Refletir é preciso, orar não é preciso
Padre Fábio de Melo tem licença da Igreja para usar música e literatura na pregação do Evangelho
Fábio José de Melo Silva nasceu ao som de “Jesus Cristo”, de Roberto Carlos, cantada pelo médico que fez o parto. Isso foi o que lhe disseram na infância e o garoto gostou da lenda, do som e da oração. Aos 38 anos, padre Fábio de Melo canta e persegue o sucesso. O público não o decepciona. Seus discos foram campeões de vendas em 2008 e vice em 2009. Depois de 50 semanas na lista da revista Veja – capítulo da autoajuda e do esoterismo! -, dois de seus livros chegaram em segundo e quinto lugares entre os mais vendidos no ano passado.

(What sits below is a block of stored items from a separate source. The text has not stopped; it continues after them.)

//! The persisted, shared view of every node.
//!
//! The registry file is the one mutable resource shared between the CLI and
//! detached job supervisors. Every mutation is a single transaction:
//!
//!   flock(nodes.yaml.lock) → read + verify → apply → write .tmp → rename
//!
//! so a reader either sees a whole group update or none of it.

use std::collections::BTreeMap;
use std::fs::{File, OpenOptions};
use std::os::fd::AsRawFd;
use std::path::{Path, PathBuf};
use std::sync::Mutex;

use chrono::{DateTime, Utc};
use serde::{Deserialize, Serialize};
use sha2::{Digest, Sha256};
use tracing::{debug, warn};

use crate::error::{Error, IoContext, Result};

use super::node::{Node, NodeStatus, NodeUpdate};

/// Registry contents wrapped with integrity metadata.
#[derive(Debug, Clone, Serialize, Deserialize)]
struct StoredNodes {
    /// SHA-256 of the serialized node list: "sha256:<hex>"
    checksum: String,
    updated_at: DateTime<Utc>,
    nodes: Vec<Node>,
}

impl StoredNodes {
    fn new(nodes: Vec<Node>) -> Self {
        Self {
            checksum: checksum(&nodes),
            updated_at: Utc::now(),
            nodes,
        }
    }

    fn verify(&self) -> bool {
        self.checksum == checksum(&self.nodes)
    }
}

fn checksum(nodes: &[Node]) -> String {
    let serialized = serde_json::to_string(nodes).unwrap_or_default();
    format!("sha256:{:x}", Sha256::digest(serialized.as_bytes()))
}

pub struct NodeRegistry {
    path: PathBuf,
    write_lock: Mutex<()>,
}

impl NodeRegistry {
    pub fn new(path: impl Into<PathBuf>) -> Self {
        Self {
            path: path.into(),
            write_lock: Mutex::new(()),
        }
    }

    pub fn path(&self) -> &Path {
        &self.path
    }

    pub fn find(&self, name: &str) -> Result<Option<Node>> {
        Ok(self.read()?.remove(name))
    }

    /// Nodes matching `filter`, ordered by name.
    pub fn all(&self, filter: impl Fn(&Node) -> bool) -> Result<Vec<Node>> {
        Ok(self.read()?.into_values().filter(|n| filter(n)).collect())
    }

    /// Insert or replace a node record.
    pub fn insert(&self, node: Node) -> Result<()> {
        self.transaction(|nodes| {
            nodes.insert(node.name.clone(), node);
        })
    }

    /// Returns false when no such node exists.
    pub fn update(&self, name: &str, update: &NodeUpdate) -> Result<bool> {
        self.transaction(|nodes| match nodes.get_mut(name) {
            Some(node) => {
                node.apply(update);
                true
            }
            None => false,
        })
    }

    pub fn delete(&self, name: &str) -> Result<bool> {
        self.transaction(|nodes| nodes.remove(name).is_some())
    }

    pub fn is_busy(node: &Node) -> bool {
        node.is_busy()
    }

    /// Run `apply` against the current contents under the registry lock and
    /// persist the result atomically.
    pub fn transaction<R>(&self, apply: impl FnOnce(&mut BTreeMap<String, Node>) -> R) -> Result<R> {
        let _guard = self.write_lock.lock().unwrap_or_else(|e| e.into_inner());
        let _flock = FileLock::exclusive(&self.lock_path())?;

        let mut nodes = self.read()?;
        let result = apply(&mut nodes);
        self.write(nodes.into_values().collect())?;
        Ok(result)
    }

    fn lock_path(&self) -> PathBuf {
        self.path.with_extension("yaml.lock")
    }

    fn read(&self) -> Result<BTreeMap<String, Node>> {
        let content = match std::fs::read_to_string(&self.path) {
            Ok(c) => c,
            Err(e) if e.kind() == std::io::ErrorKind::NotFound => {
                debug!(path = %self.path.display(), "no node registry yet");
                return Ok(BTreeMap::new());
            }
            Err(e) => return Err(e).with_path("reading", &self.path),
        };

        let stored: StoredNodes = serde_yaml::from_str(&content)?;
        if !stored.verify() {
            warn!(path = %self.path.display(), "node registry checksum mismatch");
            return Err(Error::ChecksumMismatch(self.path.clone()));
        }
        Ok(stored
            .nodes
            .into_iter()
            .map(|n| (n.name.clone(), n))
            .collect())
    }

    fn write(&self, nodes: Vec<Node>) -> Result<()> {
        if let Some(parent) = self.path.parent() {
            std::fs::create_dir_all(parent).with_path("creating directory", parent)?;
        }

        let content = serde_yaml::to_string(&StoredNodes::new(nodes))?;
        let tmp_path = self.path.with_extension("yaml.tmp");
        std::fs::write(&tmp_path, content).with_path("writing temp file", &tmp_path)?;
        std::fs::rename(&tmp_path, &self.path).with_path("renaming temp file to", &self.path)?;
        Ok(())
    }
}

/// The nodes of one partition, updated or deleted as a unit.
#[derive(Debug, Clone, PartialEq, Eq)]
pub struct NodeGroup {
    names: Vec<String>,
}

impl NodeGroup {
    pub fn new(names: Vec<String>) -> Self {
        Self { names }
    }

    pub fn names(&self) -> &[String] {
        &self.names
    }

    /// Apply the same update to every member in one transaction. Members
    /// missing from the registry are skipped; returns how many were updated.
    pub fn update_all(&self, registry: &NodeRegistry, update: &NodeUpdate) -> Result<usize> {
        registry.transaction(|nodes| {
            let mut updated = 0;
            for name in &self.names {
                if let Some(node) = nodes.get_mut(name) {
                    node.apply(update);
                    updated += 1;
                }
            }
            updated
        })
    }

    /// Finish the members still owned by `owner` in one transaction: apply
    /// `update`, then drop them when `delete` is set. A member is owned when
    /// its `deployment_pid` is `owner`, or when it is in progress with no pid
    /// claimed yet. Returns the names that were released.
    pub fn release(
        &self,
        registry: &NodeRegistry,
        owner: u32,
        update: &NodeUpdate,
        delete: bool,
    ) -> Result<Vec<String>> {
        registry.transaction(|nodes| {
            let mut released = Vec::new();
            for name in &self.names {
                let Some(node) = nodes.get_mut(name) else {
                    continue;
                };
                let owned = match node.deployment_pid {
                    Some(pid) => pid == owner,
                    None => node.status == NodeStatus::InProgress,
                };
                if !owned {
                    continue;
                }
                node.apply(update);
                if delete {
                    nodes.remove(name);
                }
                released.push(name.clone());
            }
            released
        })
    }

    pub fn delete_all(&self, registry: &NodeRegistry) -> Result<usize> {
        registry.transaction(|nodes| {
            self.names
                .iter()
                .filter(|name| nodes.remove(*name).is_some())
                .count()
        })
    }
}

/// Exclusive advisory lock held for the lifetime of the value.
struct FileLock {
    file: File,
}

impl FileLock {
    fn exclusive(path: &Path) -> Result<Self> {
        if let Some(parent) = path.parent() {
            std::fs::create_dir_all(parent).with_path("creating directory", parent)?;
        }
        let file = OpenOptions::new()
            .create(true)
            .truncate(false)
            .write(true)
            .open(path)
            .with_path("opening lock file", path)?;

        // SAFETY: the descriptor is owned by `file` and outlives the call.
        let rc = unsafe { libc::flock(file.as_raw_fd(), libc::LOCK_EX) };
        if rc != 0 {
            return Err(std::io::Error::last_os_error()).with_path("locking", path);
        }
        Ok(Self { file })
    }
}

impl Drop for FileLock {
    fn drop(&mut self) {
        // SAFETY: as above; closing the file would also release the lock.
        unsafe {
            libc::flock(self.file.as_raw_fd(), libc::LOCK_UN);
        }
    }
}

Na companhia do padre Fábio, este À mesa com o valor é sóbrio e frugal, assim como são bem cozidos e delicados os peixes, densos e enxutos os risotos do restaurante Toscana, no centro de Taubaté. Abstêmio desde sempre – “problemas de alcoolismo em família” -, padre Fábio sequer pede água no almoço, o que faz que seus convivas, a assessora de imprensa da Som Livre, a fotógrafa e o repórter, se limitem à água mineral ou ao guaraná diet com gelo e laranja.